Input data
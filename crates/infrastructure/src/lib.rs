//! Courier Infrastructure - Adapters and implementations
//!
//! This crate provides concrete implementations of the ports
//! defined in the application layer, plus configuration loading.

pub mod adapters;
pub mod configuration;
pub mod persistence;
pub mod serialization;

pub use adapters::{DEFAULT_HEADERS, DefaultRequestDataFactory};
pub use configuration::{ConfigError, EngineConfig};
pub use persistence::{FileSystemForestRepository, ForestNormalizer, TokioFileSystem};
pub use serialization::{SerializationError, from_json_value, parse_json_value, to_json_stable};
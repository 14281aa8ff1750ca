//! Request payload factory port.

use courier_domain::{RequestData, RequestType};

/// Builds fresh request payloads for newly created request nodes.
///
/// Supplied by the request composer, which owns the payload defaults
/// (headers, auth, body, settings).
pub trait RequestDataFactory {
    /// Builds a payload for the given method, URL and protocol.
    fn build(&self, method: &str, url: &str, request_type: RequestType) -> RequestData;
}

impl<F> RequestDataFactory for F
where
    F: Fn(&str, &str, RequestType) -> RequestData,
{
    fn build(&self, method: &str, url: &str, request_type: RequestType) -> RequestData {
        self(method, url, request_type)
    }
}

What the task asks
Set down each line exactly as it appears, starting at the top of the data and ending at the line containing "impl<F> RequestDataFactory for F", and include no other lines.

Solution to this problem
filename crates/infrastructure/src/lib.rs
//! Courier Infrastructure - Adapters and implementations
//!
//! This crate provides concrete implementations of the ports
//! defined in the application layer, plus configuration loading.

pub mod adapters;
pub mod configuration;
pub mod persistence;
pub mod serialization;

pub use adapters::{DEFAULT_HEADERS, DefaultRequestDataFactory};
pub use configuration::{ConfigError, EngineConfig};
pub use persistence::{FileSystemForestRepository, ForestNormalizer, TokioFileSystem};
pub use serialization::{SerializationError, from_json_value, parse_json_value, to_json_stable};
repository 14281aa8ff1750ca
//! Request payload factory port.

use courier_domain::{RequestData, RequestType};

/// Builds fresh request payloads for newly created request nodes.
///
/// Supplied by the request composer, which owns the payload defaults
/// (headers, auth, body, settings).
pub trait RequestDataFactory {
    /// Builds a payload for the given method, URL and protocol.
    fn build(&self, method: &str, url: &str, request_type: RequestType) -> RequestData;
}

impl<F> RequestDataFactory for F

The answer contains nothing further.